A month after it last patched Safari, Apple plugged six security holes, four of them critical, in its Mac and Windows Web browser.
Safari 4.0.3 fixes six flaws in the Windows XP and Vista edition, but only four in the Mac OS X edition. Three of the half-dozen bugs were in WebKit, the open-source browser engine that powers Safari, as well as Google's Chrome.
Four of the vulnerabilities patched today were described by Apple as possibly allowing “arbitrary code execution,” company-speak for a critical bug that, if exploited, could let hackers dump malicious software on the machine or hijack it for their own use.
The most unusual flaw is in “Top Sites”, a feature Apple introduced in Safari 4.0 that presents users with thumbnails of frequently-visited sites when they launch the browser or open a new tab.

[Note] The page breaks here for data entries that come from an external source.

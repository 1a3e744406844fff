//! CLI command implementations

pub mod classes;
pub mod context;
pub mod init;
pub mod levels;
pub mod logs;
pub mod stats;
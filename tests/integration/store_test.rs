//! Integration tests for on-disk storage and configuration.

use std::path::PathBuf;

use classlog::catalog::builtin_classes;
use classlog::storage::config::{load_config, save_config};
use classlog::storage::schema::keys;
use classlog::storage::{AppConfig, ClassStore, Database, LogStore, StoreError, UnlockStore};
use classlog::UnlockMap;

#[test]
fn test_data_survives_reopen() {
    let dir = tempfile::tempdir().unwrap();
    let path = dir.path().join("classlog.db");

    let (log_id, class_id) = {
        let db = Database::open(&path).unwrap();
        let classes = ClassStore::new(&db, builtin_classes().unwrap());
        let class = classes.add_class("Wrestling").unwrap();
        let lesson = classes.add_lesson(&class.id, "Single Leg").unwrap();

        let record = LogStore::new(&db)
            .create(&class.id, &lesson.id, Some("2024-05-04".into()), None, Some("good session".into()))
            .unwrap();
        UnlockStore::new(&db).save(&UnlockMap::from([(1, 1)])).unwrap();
        (record.id, class.id)
    };

    let db = Database::open(&path).unwrap();
    let classes = ClassStore::new(&db, builtin_classes().unwrap());
    let merged = classes.merged().unwrap();
    assert_eq!(merged.class_name(&class_id), "Wrestling");

    let record = LogStore::new(&db).get(&log_id).unwrap().unwrap();
    assert_eq!(record.note.as_deref(), Some("good session"));
    assert_eq!(UnlockStore::new(&db).load().unwrap(), UnlockMap::from([(1, 1)]));

    let mut stored_keys = db.keys().unwrap();
    stored_keys.sort();
    assert_eq!(
        stored_keys,
        vec![
            keys::ACHIEVEMENT_UNLOCKS.to_string(),
            keys::CLASS_LOGS.to_string(),
            keys::CUSTOM_CLASSES.to_string()
        ]
    );
}

#[test]
fn test_persisted_custom_class_shape() {
    let db = Database::open_in_memory().unwrap();
    let classes = ClassStore::new(&db, builtin_classes().unwrap());
    classes.add_lesson("gracie-combatives", "Side Control Escape").unwrap();

    let raw = db.get_item(keys::CUSTOM_CLASSES).unwrap().unwrap();
    let value: serde_json::Value = serde_json::from_str(&raw).unwrap();
    assert_eq!(value[0]["id"], "gracie-combatives");
    assert_eq!(value[0]["class"], "Gracie Combatives");
    assert_eq!(value[0]["data"][0]["name"], "Side Control Escape");
}

#[test]
fn test_builtin_classes_are_read_only() {
    let db = Database::open_in_memory().unwrap();
    let classes = ClassStore::new(&db, builtin_classes().unwrap());

    assert!(matches!(
        classes.edit_class("open-mat", "Free Roll"),
        Err(StoreError::Validation(_))
    ));
    assert!(matches!(
        classes.delete_lesson("gracie-combatives", "gc-01"),
        Err(StoreError::Validation(_))
    ));
    assert!(matches!(
        classes.add_class("  gracie combatives "),
        Err(StoreError::Duplicate(_))
    ));
}

#[test]
fn test_corrupt_blobs_do_not_block_startup() {
    let db = Database::open_in_memory().unwrap();
    db.set_item(keys::CLASS_LOGS, "definitely not json").unwrap();
    db.set_item(keys::CUSTOM_CLASSES, "{\"wrong\":\"shape\"}").unwrap();

    assert!(LogStore::new(&db).list().unwrap().is_empty());
    let merged = ClassStore::new(&db, builtin_classes().unwrap()).merged().unwrap();
    assert_eq!(merged.len(), builtin_classes().unwrap().len());

    // Writing replaces the corrupt blob
    LogStore::new(&db).create("open-mat", "x", None, None, None).unwrap();
    assert_eq!(LogStore::new(&db).list().unwrap().len(), 1);
}

#[test]
fn test_config_points_at_database() {
    let dir = tempfile::tempdir().unwrap();
    let config_path = dir.path().join("config.toml");
    let db_path = dir.path().join("data").join("journal.db");

    let mut config = AppConfig::default();
    config.storage.database_file = db_path.clone();
    config.progression.rules.per_log = 7;
    config.time.utc_offset_minutes = Some(60);
    save_config(&config, &config_path).unwrap();

    let loaded = load_config(Some(&config_path)).unwrap();
    assert_eq!(loaded.database_path(), db_path);
    assert_eq!(loaded.progression.rules.per_log, 7);
    assert_eq!(loaded.time.offset().local_minus_utc(), 3600);

    Database::open(&loaded.database_path()).unwrap();
    assert!(db_path.exists());
    assert_ne!(loaded.database_path(), PathBuf::from("classlog.db"));
}
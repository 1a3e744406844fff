//! Unit test modules.

mod achievement_test;
mod aggregator_test;
mod level_curve_test;
mod stats_test;
//! Storage module for database, stores and configuration.

pub mod class_store;
pub mod config;
pub mod database;
pub mod error;
pub mod log_store;
pub mod schema;
pub mod unlock_store;

pub use class_store::ClassStore;
pub use config::{load_config, save_config, AppConfig, ConfigError};
pub use database::{Database, DatabaseError};
pub use error::StoreError;
pub use log_store::LogStore;
pub use unlock_store::UnlockStore;
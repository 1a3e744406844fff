//! Class and lesson commands

use anyhow::Result;
use clap::Subcommand;

use super::context::Context;

#[derive(Subcommand)]
pub enum ClassCommand {
    /// List all classes with their lessons
    List {
        /// Print as JSON
        #[arg(long)]
        json: bool,
    },

    /// Create a custom class
    Add { name: String },

    /// Rename a custom class
    Rename { id: String, name: String },

    /// Delete a custom class
    Delete {
        id: String,
        /// Keep the logs recorded for the class
        #[arg(long)]
        keep_logs: bool,
    },
}

#[derive(Subcommand)]
pub enum LessonCommand {
    /// Add a lesson to a class
    Add { class_id: String, name: String },

    /// Rename a custom lesson
    Rename {
        class_id: String,
        lesson_id: String,
        name: String,
    },

    /// Delete a custom lesson
    Delete { class_id: String, lesson_id: String },
}

pub fn run_class(ctx: &Context, command: ClassCommand) -> Result<()> {
    let store = ctx.classes();

    match command {
        ClassCommand::List { json } => {
            let catalog = store.merged()?;
            if json {
                println!("{}", serde_json::to_string_pretty(catalog.classes())?);
                return Ok(());
            }

            for class in catalog.classes() {
                let marker = if class.is_custom { " (custom)" } else { "" };
                println!("{}  {}{}", class.id, class.name, marker);
                for lesson in &class.lessons {
                    let marker = if lesson.is_custom { " (custom)" } else { "" };
                    println!("    {}  {}{}", lesson.id, lesson.name, marker);
                }
            }
        }
        ClassCommand::Add { name } => {
            let class = store.add_class(&name)?;
            println!("Added class {} ({})", class.name, class.id);
        }
        ClassCommand::Rename { id, name } => {
            store.edit_class(&id, &name)?;
            println!("Renamed class {}", id);
        }
        ClassCommand::Delete { id, keep_logs } => {
            if !store.delete_class(&id)? {
                println!("No custom class with id {}", id);
                return Ok(());
            }
            println!("Deleted class {}", id);

            if !keep_logs {
                let removed = ctx.logs().delete_for_class(&id)?;
                if removed > 0 {
                    println!("Deleted {} log(s) of that class", removed);
                }
            }
        }
    }

    Ok(())
}

pub fn run_lesson(ctx: &Context, command: LessonCommand) -> Result<()> {
    let store = ctx.classes();

    match command {
        LessonCommand::Add { class_id, name } => {
            let lesson = store.add_lesson(&class_id, &name)?;
            println!("Added lesson {} ({})", lesson.name, lesson.id);
        }
        LessonCommand::Rename {
            class_id,
            lesson_id,
            name,
        } => {
            store.edit_lesson(&class_id, &lesson_id, &name)?;
            println!("Renamed lesson {}", lesson_id);
        }
        LessonCommand::Delete { class_id, lesson_id } => {
            if store.delete_lesson(&class_id, &lesson_id)? {
                println!("Deleted lesson {}", lesson_id);
            } else {
                println!("No custom lesson {} in {}", lesson_id, class_id);
            }
        }
    }

    Ok(())
}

“It is possible for a malicious website to promote arbitrary sites into the Top Sites view through automated actions,” warned Apple in its accompany security advisory. “This could be used to facilitate a phishing attack.” Apple fixed the flaw by preventing automated site visits from affecting the Top Sites list.
Other bugs that 4.0.3 addresses include heap and buffer overflows in the Windows version caused by too-long text strings and image metadata handling errors, respectively; a buffer overflow in WebKit's parsing of floating point numbers; a problem with plug-ins that could let hackers steal confidential information; and a URL-spoofing vulnerability that could be exploited by identity thieves.
Apple last patched Safari in early July, about a month after the company officially launched the browser at its annual developers conference in San Francisco.
Safari 4.0.3 for Windows or Mac can be downloaded from Apple's site; current users of the browser can obtain the new version by running Software Update on the Mac, or the bundled Apple Software Update on Windows.
According to Web metrics company Net Applications, Safari had an estimated worldwide market share of 4.1% during July.